Securing Offices, Rooms, and Facilities
In addition to securing building access, the organization needs to secure the workspaces within the building. Workspaces should be classified based on the level of protection required. The classification system should address personnel security, information systems security, and document security. The security controls must take into consideration workplace violence, intentional crime, and environmental hazards.
Secure design controls for spaces within a building include (but are not limited to) the following:
Structural protection, such as full-height walls, fireproof ceilings, and restricted vent access
Alarmed solid, fireproof, lockable, and observable doors
Alarmed locking, unbreakable windows
Monitored and recorded entry controls (keypad, biometric, card swipe)
Monitored and recorded activity
Working in Secure Areas
It is not enough to just physically secure an area. Close attention must be paid to who is allowed to access the area and what they are allowed to do. Access control lists should be reviewed frequently. If the area is continually monitored, there should be guidelines specifying what is considered “suspicious” activity. If the area is videoed and not continually monitored, then there should be documented procedures regarding how often and by whom the video should be reviewed.
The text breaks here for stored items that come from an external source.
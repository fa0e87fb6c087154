//! Configuration view and validation commands: `phasey config`.

use anyhow::Result;

use phasey::config::{CONFIG_FILE, PhaseyConfig, PhaseyToml};

use super::super::ConfigCommands;

pub fn cmd_config(config: &PhaseyConfig, command: Option<ConfigCommands>) -> Result<()> {
    let config_path = config.config_dir.join(CONFIG_FILE);

    match command {
        None | Some(ConfigCommands::Show) => {
            println!();
            println!("Phasey Configuration");
            println!("====================");
            println!();

            if config_path.exists() {
                println!("Config file: {}", config_path.display());
            } else {
                println!("No phasey.toml found at {}", config_path.display());
                println!("Using default configuration.");
            }
            println!();

            let toml = &config.toml;
            println!("[world]");
            match &toml.world.path {
                Some(path) => println!("  path = \"{}\"", path.display()),
                None => println!("  path = (default)"),
            }
            println!();
            println!("[merge]");
            println!("  strategy = \"{}\"", toml.merge.strategy);
            println!();
            println!("[logging]");
            match &toml.logging.level {
                Some(level) => println!("  level = \"{}\"", level),
                None => println!("  level = (default)"),
            }
            println!("  json = {}", toml.logging.json);
            println!();

            println!("Effective values (with env/CLI overrides):");
            println!("  world = \"{}\"", config.world_path().display());
            println!(
                "  log_level = \"{}\"",
                config.log_level().unwrap_or_else(|| "warn".to_string())
            );
            println!();
        }
        Some(ConfigCommands::Validate) => {
            println!();
            println!("Validating configuration...");
            println!();

            if !config_path.exists() {
                println!("No phasey.toml found. Using defaults (valid).");
                return Ok(());
            }

            let warnings = PhaseyToml::load(&config_path)?.validate();
            if warnings.is_empty() {
                println!("Configuration is valid.");
            } else {
                println!("Configuration warnings:");
                for warning in warnings {
                    println!("  - {}", warning);
                }
            }
            println!();
        }
        Some(ConfigCommands::Init) => {
            if config_path.exists() {
                println!("phasey.toml already exists at {}", config_path.display());
                return Ok(());
            }
            PhaseyToml::default().save(&config_path)?;
            println!("Created {}", config_path.display());
        }
    }

    Ok(())
}
impl PhaseSet {
    /// Load the phase set of a folder.
    ///
    /// A folder that was never configured gets default configuration, persisted
    /// immediately. A configured folder whose scene membership no longer matches
    /// `phase_scene_ids` is reset to defaults, also persisted immediately.
    pub async fn load_by_id(store: Arc<dyn DocumentStore>, id: &str) -> Result<Self> {
        let doc = store
            .get(DocumentKind::Folder, id)
            .await?
            .ok_or_else(|| PhaseyError::not_found(DocumentKind::Folder, id))?;

        let folder = FlaggedDocument::new(doc, FOLDER_FLAGS);
        let marked = folder.is_marked(IS_PHASE_FOLDER);
        let mut set = Self::from_flags(folder, store);

        if !marked {
            tracing::info!(folder = %set.name(), "initializing phase folder");
            set.folder.stage(IS_PHASE_FOLDER, json!(true));
            set.reset_to_defaults().await?;
            set.save().await?;
        } else if !set.membership_matches().await? {
            tracing::info!(
                folder = %set.name(),
                "folder scenes changed, resetting phase configuration"
            );
            set.reset_to_defaults().await?;
            set.save().await?;
        }

        Ok(set)
    }

    fn from_flags(folder: FlaggedDocument, store: Arc<dyn DocumentStore>) -> Self {
        Self {
            current_phase_index: folder.get_as(CURRENT_PHASE_INDEX),
            phase_scene_ids: folder.get_as(PHASE_SCENE_IDS),
            skipped_scene_ids: folder.get_as(SKIPPED_SCENE_IDS),
            merge_tokens: folder.get_as::<Option<bool>>(MERGE_TOKENS).unwrap_or(true),
            master_scene_id: folder.get_as(MASTER_SCENE_ID),
            phase_labels: folder.get_as(PHASE_LABELS),
            folder,
            store,
        }
    }

    /// Scene ids currently inside the folder, excluding the master, sorted by name.
    async fn live_scene_ids(&self) -> Result<Vec<String>> {
        let mut scenes: Vec<Document> = self
            .store
            .folder_scenes(self.id())
            .await?
            .into_iter()
            .filter(|s| Some(s.id()) != self.master_scene_id.as_deref())
            .collect();
        scenes.sort_by(|a, b| a.name().cmp(b.name()).then_with(|| a.id().cmp(b.id())));
        Ok(scenes.into_iter().map(|s| s.id().to_string()).collect())
    }

    async fn membership_matches(&self) -> Result<bool> {
        let mut live = self.live_scene_ids().await?;
        let mut configured = self.phase_scene_ids.clone();
        live.sort();
        configured.sort();
        Ok(live == configured)
    }

    /// Stage the default configuration: every folder scene in name order, none
    /// skipped, first phase current, tokens merged, no master, no labels.
    pub async fn reset_to_defaults(&mut self) -> Result<()> {
        self.set_master_scene_id(None);
        let ids = self.live_scene_ids().await?;
        self.set_phase_scene_ids(ids);
        self.set_skipped_scene_ids(Vec::new());
        self.set_current_phase_index(0);
        self.set_merge_tokens(true);
        self.set_phase_labels(BTreeMap::new());
        Ok(())
    }

    /// Persist staged changes. A failed save keeps them staged for a retry.
    pub async fn save(&mut self) -> Result<()> {
        self.folder.save(self.store.as_ref()).await?;
        Ok(())
    }

    pub fn has_pending_changes(&self) -> bool {
        self.folder.has_pending()
    }

    pub fn id(&self) -> &str {
        self.folder.document().id()
    }

    pub fn uuid(&self) -> String {
        self.folder.document().uuid()
    }

    pub fn name(&self) -> &str {
        self.folder.document().name()
    }

    pub fn current_phase_index(&self) -> usize {
        self.current_phase_index
    }

    pub fn set_current_phase_index(&mut self, index: usize) {
        self.current_phase_index = index;
        self.folder.stage(CURRENT_PHASE_INDEX, json!(index));
    }

    pub fn phase_scene_ids(&self) -> &[String] {
        &self.phase_scene_ids
    }

    pub fn set_phase_scene_ids(&mut self, ids: Vec<String>) {
        self.folder.stage(PHASE_SCENE_IDS, json!(ids));
        self.phase_scene_ids = ids;
    }

    pub fn skipped_scene_ids(&self) -> &[String] {
        &self.skipped_scene_ids
    }

    pub fn set_skipped_scene_ids(&mut self, ids: Vec<String>) {
        self.folder.stage(SKIPPED_SCENE_IDS, json!(ids));
        self.skipped_scene_ids = ids;
    }

    pub fn is_skipped(&self, scene_id: &str) -> bool {
        self.skipped_scene_ids.iter().any(|s| s == scene_id)
    }

    pub fn merge_tokens(&self) -> bool {
        self.merge_tokens
    }

    pub fn set_merge_tokens(&mut self, merge: bool) {
        self.merge_tokens = merge;
        self.folder.stage(MERGE_TOKENS, json!(merge));
    }

    pub fn master_scene_id(&self) -> Option<&str> {
        self.master_scene_id.as_deref()
    }

    pub fn set_master_scene_id(&mut self, id: Option<String>) {
        self.folder.stage(MASTER_SCENE_ID, json!(id));
        self.master_scene_id = id;
    }

    /// Labels keyed by scene uuid.
    pub fn phase_labels(&self) -> &BTreeMap<String, String> {
        &self.phase_labels
    }

    pub fn label_for(&self, scene_id: &str) -> Option<&str> {
        self.phase_labels
            .get(&label_key(scene_id))
            .map(String::as_str)
    }

    /// Replace every label. Labels missing from `labels` are staged for removal.
    pub fn set_phase_labels(&mut self, labels: BTreeMap<String, String>) {
        let removed: Vec<String> = self
            .phase_labels
            .keys()
            .filter(|k| !labels.contains_key(*k))
            .cloned()
            .collect();
        for key in removed {
            self.folder.stage_unset_entry(PHASE_LABELS, &key);
        }
        self.folder.stage(PHASE_LABELS, json!(labels));
        self.phase_labels = labels;
    }

    pub fn set_phase_label(&mut self, scene_id: &str, label: &str) {
        let key = label_key(scene_id);
        self.folder.stage(
            PHASE_LABELS,
            Value::Object(Map::from_iter([(key.clone(), json!(label))])),
        );
        self.phase_labels.insert(key, label.to_string());
    }

    pub fn clear_phase_label(&mut self, scene_id: &str) {
        let key = label_key(scene_id);
        if self.phase_labels.remove(&key).is_some() {
            self.folder.stage_unset_entry(PHASE_LABELS, &key);
        }
    }

    /// Number of phases that are not skipped.
    pub fn valid_phase_count(&self) -> usize {
        self.phase_scene_ids
            .iter()
            .filter(|id| !self.is_skipped(id))
            .count()
    }

    /// Phase scenes in cycle order, excluding the master and any id that no
    /// longer resolves.
    pub async fn scenes(&self) -> Result<Vec<Document>> {
        let mut scenes = Vec::with_capacity(self.phase_scene_ids.len());
        for id in &self.phase_scene_ids {
            if Some(id.as_str()) == self.master_scene_id.as_deref() {
                continue;
            }
            match self.store.get(DocumentKind::Scene, id).await? {
                Some(scene) => scenes.push(scene),
                None => tracing::warn!(scene = %id, "phase scene no longer exists"),
            }
        }
        Ok(scenes)
    }

    /// The scene at the current phase index, if it resolves.
    pub async fn current_phase(&self) -> Result<Option<Document>> {
        match self.phase_scene_ids.get(self.current_phase_index) {
            Some(id) => Ok(self.store.get(DocumentKind::Scene, id).await?),
            None => Ok(None),
        }
    }
}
Depending on the circumstances, it may be prudent to restrict cameras or recording devices, including smartphones, tablets, and USB drives, from being taken into the area.
Ensuring Clear Desks and Clear Screens
Documents containing protected and confidential information are subject to intentional or accidental unauthorized disclosure unless secured from viewing by unauthorized personnel when not in use. The same holds true for computer screens. Companies have a responsibility to protect physical and digital information both during the workday and during nonbusiness hours. All too often, organizations make it easy for unauthorized users to view information. Unauthorized access can be the result of viewing a document left unattended or in plain sight, removing (or reprinting) a document from a printer, copier, or fax machine, stealing digital media, such as a DVD or USB drive, and even shoulder surfing, which is the act of looking over someone’s shoulder to see what is displayed on a monitor or device.
Protected or confidential documents should never be viewable by unauthorized personnel. When not in use, documents should be locked in file rooms, cabinets, or desk drawers. Copiers, scanners, and fax machines should be located in nonpublic areas and require use codes. Printers should be assigned to users with similar access rights and permissions and located close to the designated users. Users should be trained to retrieve printed documents immediately. Monitors and device screens should be situated to ensure privacy. Password-protected screen savers should be set to engage automatically. Users should be trained to lock their screens when leaving devices unattended. Physical security expectations and requirements should be included in organizational acceptable use agreements.